The cover photo of Ian Noe’s exceptional new album, Fools of the river and saints of the mountain, is like a still life image. Noe sits on a stool in a cinderblock basement surrounded by old jars, bottles, and other artifacts of a serious, difficult life. It’s an apt choice given that the songs on the disc — sparse, unvarnished close-ups of modern America, populated by everyday objects — feel like still-life works of art themselves.
One of Noe’s great strengths as a songwriter is the ease with which he sets the mood and a sense of place. The album’s first brushstrokes paint a scene on a Kentucky hillside, hardened moonshiners tending to a pot still, with an abandoned plow, wagon wheel and old milking cow filling the frame.
Still life art emerged as a reaction to Romanticism, a period of myth-making and idealization of approved heroes of the past. The new artists preferred the realism and simple truth of a pitcher or bowl of fruit.
In this follow-up album to her acclaimed debut, Between the country, Noe zooms in on the rivers, mountains, and wealthy people of his native Eastern Kentucky. The mundane objects he places near them – coffee cans, basketballs, a chair with a coat on it, a cat on a truck, a horsefly, church air vents, a knife pocket, an old box fan – give his songs an extra measure of specificity, context and truth.
Like the people, places and subject matter of his songs, the everyday objects that appear on Fools of the River and Saints of the Mountain reflect Noe’s country upbringing. “Do you know how many basketballs, fans and playhouses I saw washed up in my grandfather’s garden?” Noe tells GRAMMY.com before a recent show in Denver. “I’ve seen it all my life. There was no way I wasn’t writing about something like that.”

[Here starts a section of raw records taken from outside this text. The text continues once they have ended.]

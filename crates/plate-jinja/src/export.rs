use plate_core::{Document, Editor, ElementNode, Node, TextNode, VoidNode};
use serde_json::Value;

use crate::codec::TemplateReference;
use crate::node::{escape_attr, render_html};

#[derive(Debug, Clone, PartialEq, Eq, thiserror::Error)]
pub enum SaveError {
    #[error("unsupported node `{kind}` at {path:?}")]
    UnsupportedNode { kind: String, path: Vec<usize> },
    #[error("image at {path:?} has no src")]
    MissingImageSource { path: Vec<usize> },
}

impl SaveError {
    pub fn user_message(&self) -> String {
        format!("Error saving content: {self}")
    }
}

/// Serializes the editor content and logs failures. The document is never
/// modified.
pub fn save_document(editor: &Editor) -> Result<String, SaveError> {
    document_to_html(editor.doc()).inspect_err(|err| log::error!("save failed: {err}"))
}

pub fn document_to_html(doc: &Document) -> Result<String, SaveError> {
    let mut out = String::new();
    let mut open_list: Option<&'static str> = None;

    for (ix, node) in doc.children.iter().enumerate() {
        let path = vec![ix];
        let list_tag = match node {
            Node::Element(el) if el.kind == "list_item" => Some(list_tag(el)),
            _ => None,
        };
        if open_list != list_tag {
            if let Some(tag) = open_list {
                out.push_str(&format!("</{tag}>"));
            }
            if let Some(tag) = list_tag {
                out.push_str(&format!("<{tag}>"));
            }
            open_list = list_tag;
        }
        write_block(&mut out, node, &path)?;
    }
    if let Some(tag) = open_list {
        out.push_str(&format!("</{tag}>"));
    }
    Ok(out)
}

fn list_tag(el: &ElementNode) -> &'static str {
    match el.attrs.get("list_type").and_then(Value::as_str) {
        Some("ordered") => "ol",
        _ => "ul",
    }
}

fn write_block(out: &mut String, node: &Node, path: &[usize]) -> Result<(), SaveError> {
    match node {
        Node::Element(el) => {
            let tag = match el.kind.as_str() {
                "paragraph" => "p".to_string(),
                "heading" => {
                    let level = el.attrs.get("level").and_then(Value::as_u64).unwrap_or(1);
                    format!("h{}", level.clamp(1, 6))
                }
                "list_item" => "li".to_string(),
                other => return Err(unsupported(other, path)),
            };
            out.push_str(&format!("<{tag}>"));
            write_inlines(out, el, path)?;
            out.push_str(&format!("</{tag}>"));
            Ok(())
        }
        Node::Void(void) => match void.kind.as_str() {
            "divider" => {
                out.push_str("<hr>");
                Ok(())
            }
            "image" => write_image(out, void, path),
            other => Err(unsupported(other, path)),
        },
        Node::Text(_) => Err(unsupported("text", path)),
    }
}

fn write_inlines(out: &mut String, el: &ElementNode, path: &[usize]) -> Result<(), SaveError> {
    for (ix, child) in el.children.iter().enumerate() {
        match child {
            Node::Text(text) => write_text(out, text),
            Node::Void(void) => match TemplateReference::from_node(void) {
                Some(reference) => out.push_str(&render_html(&reference)),
                None => {
                    let mut child_path = path.to_vec();
                    child_path.push(ix);
                    return Err(unsupported(&void.kind, &child_path));
                }
            },
            Node::Element(inner) => {
                let mut child_path = path.to_vec();
                child_path.push(ix);
                return Err(unsupported(&inner.kind, &child_path));
            }
        }
    }
    Ok(())
}

fn write_text(out: &mut String, text: &TextNode) {
    if text.text.is_empty() {
        return;
    }
    let mut html = escape_text(&text.text);
    if text.marks.code {
        html = format!("<code>{html}</code>");
    }
    if text.marks.italic {
        html = format!("<em>{html}</em>");
    }
    if text.marks.bold {
        html = format!("<strong>{html}</strong>");
    }
    if let Some(href) = &text.marks.link {
        html = format!("<a href=\"{}\">{html}</a>", escape_attr(href));
    }
    out.push_str(&html);
}

fn write_image(out: &mut String, void: &VoidNode, path: &[usize]) -> Result<(), SaveError> {
    let src = void
        .attrs
        .get("src")
        .and_then(Value::as_str)
        .filter(|s| !s.is_empty())
        .ok_or_else(|| SaveError::MissingImageSource {
            path: path.to_vec(),
        })?;
    out.push_str(&format!("<img src=\"{}\"", escape_attr(src)));
    if let Some(alt) = void.attrs.get("alt").and_then(Value::as_str) {
        out.push_str(&format!(" alt=\"{}\"", escape_attr(alt)));
    }
    out.push('>');
    Ok(())
}

fn unsupported(kind: &str, path: &[usize]) -> SaveError {
    SaveError::UnsupportedNode {
        kind: kind.to_string(),
        path: path.to_vec(),
    }
}

fn escape_text(s: &str) -> String {
    s.replace('&', "&amp;").replace('<', "&lt;").replace('>', "&gt;")
}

Musically, Noe continues to create a unique sound that is part folk, part traditional country and part Springsteen neighborhood rock. Indeed, this album could be closer to an Appalaches Born in USA than any other Jean Prine record – a fellow Kentucky Noe is most often compared to and reveres.

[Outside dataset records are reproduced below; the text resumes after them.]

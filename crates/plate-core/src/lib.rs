mod core;
mod ops;
mod plugin;

pub use crate::core::*;
pub use crate::ops::*;
pub use crate::plugin::*;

As for its beginnings and Off this mountain peak, EP 2017 by Noah, Fools of the River and Saints of the Mountain Is dark. There are floods, disasters, heartaches, death, a sense of impending doom, a way of life where “what you gain does not compare to what you lose”. Still, there’s a resilient spirit that pervades all of Noe’s work, especially on the new album.

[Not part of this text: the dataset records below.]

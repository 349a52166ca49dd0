use std::collections::BTreeMap;
use std::path::{Path, PathBuf};

use serde::{Deserialize, Serialize};
use serde_json::Value;

use crate::codec::Params;

#[derive(Debug, thiserror::Error)]
pub enum RegistryError {
    #[error("failed to read template registry {path}: {source}")]
    Io {
        path: PathBuf,
        #[source]
        source: std::io::Error,
    },
    #[error("invalid template registry: {0}")]
    Parse(#[from] serde_json::Error),
}

#[derive(Debug, Clone, Copy, PartialEq, Eq, Serialize, Deserialize)]
#[serde(rename_all = "lowercase")]
pub enum TemplateKind {
    Block,
    Inline,
}

/// Shape and default of one template parameter. An absent `default` means
/// "no default"; an explicit `null` is a declared default of `null`.
#[derive(Debug, Clone, PartialEq, Serialize, Deserialize)]
pub struct AttributeSpec {
    #[serde(rename = "type", default)]
    pub kind: String,
    #[serde(
        default,
        deserialize_with = "declared_value",
        skip_serializing_if = "Option::is_none"
    )]
    pub default: Option<Value>,
    #[serde(default)]
    pub description: String,
}

/// Only runs when the key is present, so `null` stays `Some(Value::Null)`.
fn declared_value<'de, D>(deserializer: D) -> Result<Option<Value>, D::Error>
where
    D: serde::Deserializer<'de>,
{
    Value::deserialize(deserializer).map(Some)
}

#[derive(Debug, Clone, PartialEq, Serialize, Deserialize)]
pub struct TemplateDefinition {
    #[serde(rename = "displayName")]
    pub display_name: String,
    #[serde(default)]
    pub description: String,
    #[serde(rename = "type")]
    pub kind: TemplateKind,
    #[serde(default)]
    pub attributes: BTreeMap<String, AttributeSpec>,
    #[serde(rename = "template", default)]
    pub body: String,
}

impl TemplateDefinition {
    /// Every declared default, keyed by attribute name.
    pub fn defaults(&self) -> Params {
        self.attributes
            .iter()
            .filter_map(|(name, spec)| Some((name.clone(), spec.default.clone()?)))
            .collect()
    }
}

/// Read-only catalog of insertable templates keyed by template id.
#[derive(Debug, Clone, Default, PartialEq, Serialize, Deserialize)]
#[serde(transparent)]
pub struct TemplateRegistry {
    templates: BTreeMap<String, TemplateDefinition>,
}

impl TemplateRegistry {
    pub fn new(templates: impl IntoIterator<Item = (String, TemplateDefinition)>) -> Self {
        Self {
            templates: templates.into_iter().collect(),
        }
    }

    pub fn from_json_str(s: &str) -> Result<Self, RegistryError> {
        Ok(serde_json::from_str(s)?)
    }

    pub fn load(path: impl AsRef<Path>) -> Result<Self, RegistryError> {
        let path = path.as_ref();
        let raw = std::fs::read_to_string(path).map_err(|source| RegistryError::Io {
            path: path.to_path_buf(),
            source,
        })?;
        let registry = Self::from_json_str(&raw)?;
        log::debug!(
            "loaded {} template(s) from {}",
            registry.len(),
            path.display()
        );
        Ok(registry)
    }

    pub fn get(&self, id: &str) -> Option<&TemplateDefinition> {
        self.templates.get(id)
    }

    pub fn contains(&self, id: &str) -> bool {
        self.templates.contains_key(id)
    }

    pub fn defaults(&self, id: &str) -> Option<Params> {
        self.get(id).map(TemplateDefinition::defaults)
    }

    pub fn iter(&self) -> impl Iterator<Item = (&str, &TemplateDefinition)> {
        self.templates.iter().map(|(id, def)| (id.as_str(), def))
    }

    pub fn len(&self) -> usize {
        self.templates.len()
    }

    pub fn is_empty(&self) -> bool {
        self.templates.is_empty()
    }
}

The main character River Fool is “satisfied with his place in time” and “about as free as a man can get, counting those Kentucky stars”. Even a mountain degraded by coal mining is reclaimed, now with fresh brush and pine trees, a place “for those deer to rub their racks.”
For Noe, whether it’s Lee County, Kentucky, the everyday objects he places in his songs, or the hopelessness and hope his characters feel, it’s all part of the writing what you know, advice John Prine gave him earlier in his career.
“I can see the picture clearly because I grew up around it. It’s fulfilling to write about something you know and you can get a sense of it. My home is precious to me. All around I grew up in is precious to It means a lot, and I want to do it justice. And that’s really it.
If his oversold show in Denver is any indication, Noe’s music may be firmly rooted in Lee County, Kentucky, but it’s finding a rapidly growing audience far beyond Appalachia.